I think with each letter typed it is possible that another key stroke could cause the
wrong or right case, how to work that in for each letter seems hard to do.
Kelly
However, if we assume for simplicities sake that the monkeys only hit one key at a time, then the shift key becomes worthless, and only the CAPS LOCK key matters.
Now the formula for correct typing is:
CAPS LOCK, S, CAPS LOCK, h, a, k, e, s, p, e, a, r, e.
or
1 in 50 to the power 13. (assuming 50 keys other than SHIFT keys).
You are incorrect about extra CAPS LOCK presses affecting the case later on reducing the chance of a correct output, as that calculation is already part of the above.
ie suppose the monkey has already typed "Shake". Now the probability of him typing the correct next letter (an 's'😉 is 1 in 50. If he presses the CAPSLOCK, then that is just one of the other 49 keys he could have pressed and is considered an incorrect guess. There is no need to worry about the implication that any further key presses are now Capitals as it is already considered a failed run.
The same would actually apply to any other special key. If the electronic typewriter had a key that turned off its power thus stopping all further input, it would not affect the probability. Even a key that killed the monkey would have no effect.
If you throw a die 6 times, the probability that you will get 6 sixes in a row is not affected if we add the rule that throwing a 1 means you have to stop.
Originally posted by twhiteheadHowever, the monkey might also press caps lock twice in a row. So the monkey may hit caps lock 2n (where n is a positive integer or zero) times before entering the correct letter. So the probability of getting the correct letter (assuming 50 buttons of which 1 caps lock) is actually 1/50 + (1/50)^3 + (1/50)^5 + ... which is approximately 0.02008 (slightly more than 1/50).

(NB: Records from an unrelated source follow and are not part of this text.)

//! Merges structurally equal parts of loaded and baked render models, so that thousands of block
//! and item models share one copy of each quad, transform and texture name.
pub mod demo;
pub mod rendering;
pub mod settings;
pub mod util;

Having thought about what KazetNagorra said regarding the SHIFT having to be held down at the same time as another key, I see that that is more complicated than I realized.
However, if we assume for simplicities sake that the monkeys only hit one key at a time, then the shift key becomes worthless, and only the CAPS LOCK key matters.
Now the formula for ...[text shortened]... sixes in a row is not affected if we add the rule that throwing a 1 means you have to stop.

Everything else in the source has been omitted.